This is called a collision.

To handle collisions, each bucket can be a list.

When we add, remove, or check a key, we only scan the bucket where that key belongs.

## Algorithm

Use an array of buckets.

Each bucket is a list of keys.

During initialization:

1. Choose a bucket count.
2. Create that many empty lists.

For `add(key)`:

1. Compute the bucket index.
2. Check whether the key is already in that bucket.
3. If not, append it.

For `remove(key)`:

1. Compute the bucket index.
2. Search the bucket.
3. If the key exists, remove it.

For `contains(key)`:

1. Compute the bucket index.
2. Return whether the key exists in that bucket.

## Correctness

Each key is always stored in exactly one possible bucket: the bucket given by `key % bucket_count`.

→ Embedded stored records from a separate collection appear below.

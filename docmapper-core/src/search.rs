//! Filtered, paginated search over a repository.
//!
//! A [`SearchRepository`] pairs a [`Repository`] with two caller supplied functions: one turning a
//! filter into an engine query fragment, the other into a sort expression. Every CRUD operation of
//! the wrapped repository is forwarded unchanged.

use serde_json::Value;
use std::fmt;
use tracing::debug;

use crate::{
    batch::BatchDelete,
    codec::{self, Document},
    engine::IndexEngine,
    error::DocumentStoreResult,
    outcome::Outcome,
    page::{Page, PaginationParams},
    query::{SearchRequest, build_sort},
    record::Record,
    repository::Repository,
};

type QueryBuilderFn<F> = Box<dyn Fn(&F) -> Value + Send + Sync>;
type SortResolverFn<F> = Box<dyn Fn(&F) -> String + Send + Sync>;
type MapperFn<R> = Box<dyn Fn(&mut R) + Send + Sync>;

/// Search access for one record shape and one filter type.
///
/// # Type Parameters
///
/// * `E` - The engine handle
/// * `R` - The record shape
/// * `F` - The filter type understood by the query builder and the sort resolver
///
/// # Example
///
/// ```ignore
/// use serde_json::json;
///
/// let users = Repository::<_, User>::new(engine, "users")?.into_search(
///     |filter: &UserFilter| json!({ "term": { "status": filter.status } }),
///     |filter: &UserFilter| filter.sort.clone(),
/// );
///
/// let page = users.search(&filter, 10, 0).await?;
/// ```
pub struct SearchRepository<E: IndexEngine, R: Record, F> {
    /// The wrapped repository serving the CRUD operations.
    pub repository: Repository<E, R>,
    build_query: QueryBuilderFn<F>,
    get_sort: SortResolverFn<F>,
    mapper: Option<MapperFn<R>>,
}

impl<E: IndexEngine, R: Record, F> SearchRepository<E, R, F> {
    pub fn new(
        repository: Repository<E, R>,
        build_query: impl Fn(&F) -> Value + Send + Sync + 'static,
        get_sort: impl Fn(&F) -> String + Send + Sync + 'static,
    ) -> Self {
        Self {
            repository,
            build_query: Box::new(build_query),
            get_sort: Box::new(get_sort),
            mapper: None,
        }
    }

    /// Sets a function applied to every record decoded from a search.
    pub fn with_mapper(mut self, mapper: impl Fn(&mut R) + Send + Sync + 'static) -> Self {
        self.mapper = Some(Box::new(mapper));
        self
    }

    /// Builds the search request a filter translates to.
    pub fn request_for(&self, filter: &F, limit: u64, offset: u64) -> SearchRequest {
        let sort = build_sort(&(self.get_sort)(filter), self.repository.field_map());

        SearchRequest::builder()
            .query((self.build_query)(filter))
            .sort(sort)
            .from(offset)
            .size(limit)
            .track_total_hits(true)
            .version(self.repository.field_map().version().is_some())
            .build()
    }

    /// Returns at most `limit` records matching the filter, skipping the first `offset`.
    ///
    /// The page's `total` is the number of matches in the whole index, not the number of items
    /// returned.
    pub async fn search(&self, filter: &F, limit: u64, offset: u64) -> DocumentStoreResult<Page<R>> {
        let (items, total) = self.fetch(filter, limit, offset).await?;

        Ok(Page::builder(items).with_total(total).build())
    }

    /// Like [`search`](Self::search), addressing the page by number.
    pub async fn search_page(&self, filter: &F, params: &PaginationParams) -> DocumentStoreResult<Page<R>> {
        let (items, total) = self
            .fetch(filter, params.limit(), params.offset())
            .await?;

        Ok(params.to_page(items, total))
    }

    async fn fetch(&self, filter: &F, limit: u64, offset: u64) -> DocumentStoreResult<(Vec<R>, u64)> {
        let index = self.repository.index();
        let request = self.request_for(filter, limit, offset);

        let response = self
            .repository
            .engine()
            .search(index, request)
            .await?;
        let total = response.hits.total.value;

        debug!(index, total, returned = response.hits.hits.len(), limit, offset, "search finished");

        let items = response
            .hits
            .hits
            .into_iter()
            .map(|hit| {
                let mut record: R = codec::decode_hit(hit, self.repository.field_map())?;
                if let Some(mapper) = &self.mapper {
                    mapper(&mut record);
                }
                Ok(record)
            })
            .collect::<DocumentStoreResult<Vec<R>>>()?;

        Ok((items, total))
    }

    pub async fn load(&self, id: &str) -> DocumentStoreResult<Option<R>> {
        self.repository.load(id).await
    }

    pub async fn exists(&self, id: &str) -> DocumentStoreResult<bool> {
        self.repository.exists(id).await
    }

    pub async fn create(&self, record: &R) -> DocumentStoreResult<Outcome> {
        self.repository.create(record).await
    }

    pub async fn update(&self, record: &R) -> DocumentStoreResult<Outcome> {
        self.repository.update(record).await
    }

    pub async fn patch(&self, patch: &mut Document) -> DocumentStoreResult<Outcome> {
        self.repository.patch(patch).await
    }

    pub async fn save(&self, record: &R) -> DocumentStoreResult<Outcome> {
        self.repository.save(record).await
    }

    pub async fn delete(&self, id: &str) -> DocumentStoreResult<Outcome> {
        self.repository.delete(id).await
    }

    pub async fn delete_batch<I, S>(&self, ids: I) -> BatchDelete
    where
        I: IntoIterator<Item = S>,
        S: Into<String>,
    {
        self.repository.delete_batch(ids).await
    }

    pub async fn all(&self) -> DocumentStoreResult<Vec<R>> {
        self.repository.all().await
    }
}

impl<E: IndexEngine, R: Record, F> fmt::Debug for SearchRepository<E, R, F> {
    fn fmt(&self, f: &mut fmt::Formatter<'_>) -> fmt::Result {
        f.debug_struct("SearchRepository")
            .field("repository", &self.repository)
            .field("mapper", &self.mapper.is_some())
            .finish_non_exhaustive()
    }
}

#[cfg(test)]
mod tests {
    use super::*;
    use crate::{
        envelope::{BulkResponse, HitEnvelope, SearchHits, SearchResponse, TotalHits, WriteReply},
        error::DocumentStoreError,
        record::{FieldDescriptor, FieldKind},
    };
    use async_trait::async_trait;
    use pretty_assertions::assert_eq;
    use serde::{Deserialize, Serialize};
    use serde_json::json;
    use std::sync::Mutex;

    #[derive(Debug, Clone, PartialEq, Serialize, Deserialize)]
    struct Item {
        id: String,
        name: String,
    }

    impl Record for Item {
        fn fields() -> &'static [FieldDescriptor] {
            const FIELDS: &[FieldDescriptor] = &[
                FieldDescriptor::new("id", FieldKind::String).identifier(),
                FieldDescriptor::new("name", FieldKind::String),
            ];
            FIELDS
        }
    }

    struct Filter {
        name: &'static str,
        sort: &'static str,
    }

    /// Engine answering every search with a fixed response and remembering the last request.
    #[derive(Debug, Default)]
    struct CannedSearch {
        response: SearchResponse,
        last: Mutex<Option<SearchRequest>>,
    }

    #[async_trait]
    impl IndexEngine for CannedSearch {
        async fn get_document(&self, _: &str, _: &str) -> DocumentStoreResult<Option<HitEnvelope>> {
            unimplemented!()
        }

        async fn document_exists(&self, _: &str, _: &str) -> DocumentStoreResult<bool> {
            unimplemented!()
        }

        async fn create_document(
            &self,
            _: &str,
            _: Option<&str>,
            _: Document,
        ) -> DocumentStoreResult<WriteReply> {
            unimplemented!()
        }

        async fn update_document(&self, _: &str, _: &str, _: Value) -> DocumentStoreResult<WriteReply> {
            unimplemented!()
        }

        async fn index_document(&self, _: &str, _: &str, _: Value) -> DocumentStoreResult<WriteReply> {
            unimplemented!()
        }

        async fn delete_document(&self, _: &str, _: &str) -> DocumentStoreResult<WriteReply> {
            unimplemented!()
        }

        async fn search(&self, _: &str, request: SearchRequest) -> DocumentStoreResult<SearchResponse> {
            *self.last.lock().unwrap() = Some(request);
            Ok(self.response.clone())
        }

        async fn bulk_delete(&self, _: &str, _: Vec<String>) -> DocumentStoreResult<BulkResponse> {
            unimplemented!()
        }

        async fn create_index(&self, _: &str) -> DocumentStoreResult<()> {
            unimplemented!()
        }

        async fn drop_index(&self, _: &str) -> DocumentStoreResult<()> {
            unimplemented!()
        }
    }

    fn hit(id: &str, name: &str) -> HitEnvelope {
        HitEnvelope {
            index: "items".to_string(),
            id: id.to_string(),
            version: Some(1),
            seq_no: None,
            primary_term: None,
            score: Some(1.0),
            found: None,
            source: json!({ "name": name }).as_object().cloned(),
        }
    }

    fn searcher(engine: &CannedSearch) -> SearchRepository<&CannedSearch, Item, Filter> {
        Repository::new(engine, "items")
            .unwrap()
            .into_search(
                |filter: &Filter| json!({ "match": { "name": filter.name } }),
                |filter: &Filter| filter.sort.to_string(),
            )
    }

    #[tokio::test]
    async fn request_carries_query_sort_and_window() {
        let engine = CannedSearch::default();
        let filter = Filter { name: "lamp", sort: "-name,unknown" };

        searcher(&engine).search(&filter, 10, 20).await.unwrap();

        let request = engine.last.lock().unwrap().clone().unwrap();
        assert_eq!(
            request.to_body(),
            json!({
                "query": { "match": { "name": "lamp" } },
                "sort": [{ "name": { "order": "desc" } }],
                "from": 20,
                "size": 10,
                "track_total_hits": true
            }),
        );
    }

    #[tokio::test]
    async fn hits_decode_in_engine_order_with_their_ids() {
        let engine = CannedSearch {
            response: SearchResponse {
                took: 1,
                hits: SearchHits {
                    total: TotalHits { value: 42, ..Default::default() },
                    hits: vec![hit("b", "bulb"), hit("a", "lamp")],
                },
            },
            ..Default::default()
        };

        let page = searcher(&engine)
            .search(&Filter { name: "", sort: "" }, 2, 0)
            .await
            .unwrap();

        assert_eq!(page.total, 42);
        assert_eq!(
            page.items,
            vec![
                Item { id: "b".to_string(), name: "bulb".to_string() },
                Item { id: "a".to_string(), name: "lamp".to_string() },
            ],
        );
    }

    #[tokio::test]
    async fn mapper_runs_on_every_hit() {
        let engine = CannedSearch {
            response: SearchResponse {
                took: 1,
                hits: SearchHits {
                    total: TotalHits { value: 1, ..Default::default() },
                    hits: vec![hit("a", "lamp")],
                },
            },
            ..Default::default()
        };

        let page = searcher(&engine)
            .with_mapper(|item: &mut Item| item.name = item.name.to_uppercase())
            .search(&Filter { name: "", sort: "" }, 10, 0)
            .await
            .unwrap();

        assert_eq!(page.items[0].name, "LAMP");
    }

    #[tokio::test]
    async fn undecodable_hit_fails_the_search() {
        let mut broken = hit("a", "lamp");
        broken.source = json!({ "name": 5 }).as_object().cloned();
        let engine = CannedSearch {
            response: SearchResponse {
                took: 1,
                hits: SearchHits {
                    total: TotalHits { value: 1, ..Default::default() },
                    hits: vec![broken],
                },
            },
            ..Default::default()
        };

        let result = searcher(&engine)
            .search(&Filter { name: "", sort: "" }, 10, 0)
            .await;

        assert!(matches!(result, Err(DocumentStoreError::Serialization(_))));
    }
}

The `add` method computes this bucket and only inserts the key if it is not already present. Therefore the structure stores unique keys.

The `remove` method computes the same bucket for the key. If the key exists, it must be in that bucket, so removing it from that bucket removes it from the whole set. If it is not in that bucket, then it is not in the set.

The `contains` method also computes the same bucket. Since every inserted key is placed in its hash bucket, checking that bucket is sufficient. If the key is found there, it is in the set. If it is not found there, it has never been inserted or has already been removed.

Therefore all three operations behave exactly like a hash set.

## Complexity

Let `b` be the number of buckets and `m` be the number of keys stored in one bucket.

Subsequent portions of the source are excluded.